[Exercise] Give back exactly the lines of the entries below from the line with "async fn include_populates_only_requested_paths()" to the line with "inc.include(Author::books()).then_include(Book::reviews())", inclusive, and only those.
::::
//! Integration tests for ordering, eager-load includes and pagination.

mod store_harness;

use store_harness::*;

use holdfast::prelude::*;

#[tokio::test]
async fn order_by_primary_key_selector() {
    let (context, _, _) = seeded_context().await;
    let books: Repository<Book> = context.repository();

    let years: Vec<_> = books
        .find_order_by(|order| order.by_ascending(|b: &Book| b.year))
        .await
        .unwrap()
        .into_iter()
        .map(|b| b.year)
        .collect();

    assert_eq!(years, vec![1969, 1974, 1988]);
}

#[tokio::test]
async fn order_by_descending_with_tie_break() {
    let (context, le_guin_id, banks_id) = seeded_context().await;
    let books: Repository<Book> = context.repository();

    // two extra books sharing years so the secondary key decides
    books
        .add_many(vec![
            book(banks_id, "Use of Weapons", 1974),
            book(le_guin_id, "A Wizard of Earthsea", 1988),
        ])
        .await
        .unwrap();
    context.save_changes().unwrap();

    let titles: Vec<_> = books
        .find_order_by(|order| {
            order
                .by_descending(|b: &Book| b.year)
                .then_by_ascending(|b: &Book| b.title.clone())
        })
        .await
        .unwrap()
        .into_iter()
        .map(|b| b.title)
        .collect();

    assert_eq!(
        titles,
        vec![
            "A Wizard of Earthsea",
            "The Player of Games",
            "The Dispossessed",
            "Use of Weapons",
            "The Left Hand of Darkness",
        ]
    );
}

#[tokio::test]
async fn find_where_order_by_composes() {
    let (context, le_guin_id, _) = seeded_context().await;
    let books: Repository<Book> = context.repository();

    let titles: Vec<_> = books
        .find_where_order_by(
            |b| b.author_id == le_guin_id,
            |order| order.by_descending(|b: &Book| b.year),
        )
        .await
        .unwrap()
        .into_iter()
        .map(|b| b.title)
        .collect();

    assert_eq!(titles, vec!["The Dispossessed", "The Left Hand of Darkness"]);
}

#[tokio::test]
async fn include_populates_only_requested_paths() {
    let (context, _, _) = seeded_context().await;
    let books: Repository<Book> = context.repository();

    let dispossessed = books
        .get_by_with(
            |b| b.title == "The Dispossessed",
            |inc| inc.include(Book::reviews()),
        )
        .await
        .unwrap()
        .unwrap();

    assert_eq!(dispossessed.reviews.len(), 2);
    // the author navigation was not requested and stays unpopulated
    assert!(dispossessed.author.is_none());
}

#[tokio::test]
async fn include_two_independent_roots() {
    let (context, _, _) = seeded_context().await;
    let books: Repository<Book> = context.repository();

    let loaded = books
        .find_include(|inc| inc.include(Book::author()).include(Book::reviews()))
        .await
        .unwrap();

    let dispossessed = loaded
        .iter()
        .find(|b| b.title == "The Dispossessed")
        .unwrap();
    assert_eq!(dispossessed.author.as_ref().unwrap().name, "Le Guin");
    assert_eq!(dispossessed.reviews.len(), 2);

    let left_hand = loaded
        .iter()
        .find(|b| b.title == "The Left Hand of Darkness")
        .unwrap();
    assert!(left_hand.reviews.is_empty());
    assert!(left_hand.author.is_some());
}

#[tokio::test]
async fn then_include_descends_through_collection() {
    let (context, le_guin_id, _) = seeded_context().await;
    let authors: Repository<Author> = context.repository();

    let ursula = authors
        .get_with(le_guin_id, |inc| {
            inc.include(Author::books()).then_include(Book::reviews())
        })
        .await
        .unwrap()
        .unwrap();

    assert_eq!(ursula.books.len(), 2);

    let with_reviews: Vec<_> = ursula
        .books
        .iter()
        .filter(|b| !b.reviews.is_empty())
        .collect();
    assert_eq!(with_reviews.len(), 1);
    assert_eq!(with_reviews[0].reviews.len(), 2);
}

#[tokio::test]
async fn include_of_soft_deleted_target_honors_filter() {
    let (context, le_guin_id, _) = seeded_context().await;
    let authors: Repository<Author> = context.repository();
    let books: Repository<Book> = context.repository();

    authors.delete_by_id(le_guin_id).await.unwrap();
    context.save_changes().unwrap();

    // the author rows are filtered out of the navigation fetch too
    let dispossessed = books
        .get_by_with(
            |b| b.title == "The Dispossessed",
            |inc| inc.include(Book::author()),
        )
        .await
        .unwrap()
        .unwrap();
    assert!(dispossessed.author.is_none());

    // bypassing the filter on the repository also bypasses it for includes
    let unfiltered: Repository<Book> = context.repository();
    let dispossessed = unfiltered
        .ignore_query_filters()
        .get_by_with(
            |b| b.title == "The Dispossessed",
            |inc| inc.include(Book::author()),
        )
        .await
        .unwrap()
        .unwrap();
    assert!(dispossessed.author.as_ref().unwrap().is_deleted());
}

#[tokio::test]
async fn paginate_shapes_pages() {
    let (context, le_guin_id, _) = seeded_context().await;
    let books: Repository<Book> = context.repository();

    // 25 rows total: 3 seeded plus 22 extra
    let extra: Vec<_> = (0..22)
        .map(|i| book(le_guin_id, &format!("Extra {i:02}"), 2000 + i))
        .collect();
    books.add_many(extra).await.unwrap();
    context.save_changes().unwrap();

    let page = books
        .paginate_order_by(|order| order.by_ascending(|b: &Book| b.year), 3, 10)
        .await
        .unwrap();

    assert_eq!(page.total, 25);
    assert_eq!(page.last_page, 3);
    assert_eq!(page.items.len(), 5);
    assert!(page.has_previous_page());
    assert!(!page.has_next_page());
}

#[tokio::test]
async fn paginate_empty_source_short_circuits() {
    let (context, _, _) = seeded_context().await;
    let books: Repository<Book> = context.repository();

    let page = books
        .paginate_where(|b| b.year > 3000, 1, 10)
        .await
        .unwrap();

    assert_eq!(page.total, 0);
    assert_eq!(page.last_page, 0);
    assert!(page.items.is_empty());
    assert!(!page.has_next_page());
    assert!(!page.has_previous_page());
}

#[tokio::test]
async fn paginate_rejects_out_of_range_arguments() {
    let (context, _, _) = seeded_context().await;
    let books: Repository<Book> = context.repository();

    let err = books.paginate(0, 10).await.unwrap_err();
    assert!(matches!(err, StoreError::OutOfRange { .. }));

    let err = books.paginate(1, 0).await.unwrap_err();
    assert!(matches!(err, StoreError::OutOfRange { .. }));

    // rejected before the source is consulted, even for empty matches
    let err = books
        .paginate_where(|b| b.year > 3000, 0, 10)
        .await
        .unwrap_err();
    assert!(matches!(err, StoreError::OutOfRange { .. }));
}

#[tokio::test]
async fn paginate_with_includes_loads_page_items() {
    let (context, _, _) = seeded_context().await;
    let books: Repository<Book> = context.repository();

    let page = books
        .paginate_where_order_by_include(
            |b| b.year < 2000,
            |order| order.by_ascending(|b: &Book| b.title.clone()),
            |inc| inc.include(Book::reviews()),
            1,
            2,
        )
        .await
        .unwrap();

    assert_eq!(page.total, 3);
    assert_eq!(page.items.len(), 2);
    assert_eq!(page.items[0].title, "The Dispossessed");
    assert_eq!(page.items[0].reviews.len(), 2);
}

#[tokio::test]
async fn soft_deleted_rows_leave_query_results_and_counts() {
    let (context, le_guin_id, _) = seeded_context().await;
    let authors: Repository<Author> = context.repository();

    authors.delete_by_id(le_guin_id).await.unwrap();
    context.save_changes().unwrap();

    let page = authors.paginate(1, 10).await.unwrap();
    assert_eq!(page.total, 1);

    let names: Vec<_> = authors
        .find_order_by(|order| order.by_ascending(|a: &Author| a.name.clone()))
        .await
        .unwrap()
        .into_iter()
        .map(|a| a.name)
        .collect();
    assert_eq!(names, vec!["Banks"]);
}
::::
[Expected output]
async fn include_populates_only_requested_paths() {
    let (context, _, _) = seeded_context().await;
    let books: Repository<Book> = context.repository();

    let dispossessed = books
        .get_by_with(
            |b| b.title == "The Dispossessed",
            |inc| inc.include(Book::reviews()),
        )
        .await
        .unwrap()
        .unwrap();

    assert_eq!(dispossessed.reviews.len(), 2);
    // the author navigation was not requested and stays unpopulated
    assert!(dispossessed.author.is_none());
}

#[tokio::test]
async fn include_two_independent_roots() {
    let (context, _, _) = seeded_context().await;
    let books: Repository<Book> = context.repository();

    let loaded = books
        .find_include(|inc| inc.include(Book::author()).include(Book::reviews()))
        .await
        .unwrap();

    let dispossessed = loaded
        .iter()
        .find(|b| b.title == "The Dispossessed")
        .unwrap();
    assert_eq!(dispossessed.author.as_ref().unwrap().name, "Le Guin");
    assert_eq!(dispossessed.reviews.len(), 2);

    let left_hand = loaded
        .iter()
        .find(|b| b.title == "The Left Hand of Darkness")
        .unwrap();
    assert!(left_hand.reviews.is_empty());
    assert!(left_hand.author.is_some());
}

#[tokio::test]
async fn then_include_descends_through_collection() {
    let (context, le_guin_id, _) = seeded_context().await;
    let authors: Repository<Author> = context.repository();

    let ursula = authors
        .get_with(le_guin_id, |inc| {
            inc.include(Author::books()).then_include(Book::reviews())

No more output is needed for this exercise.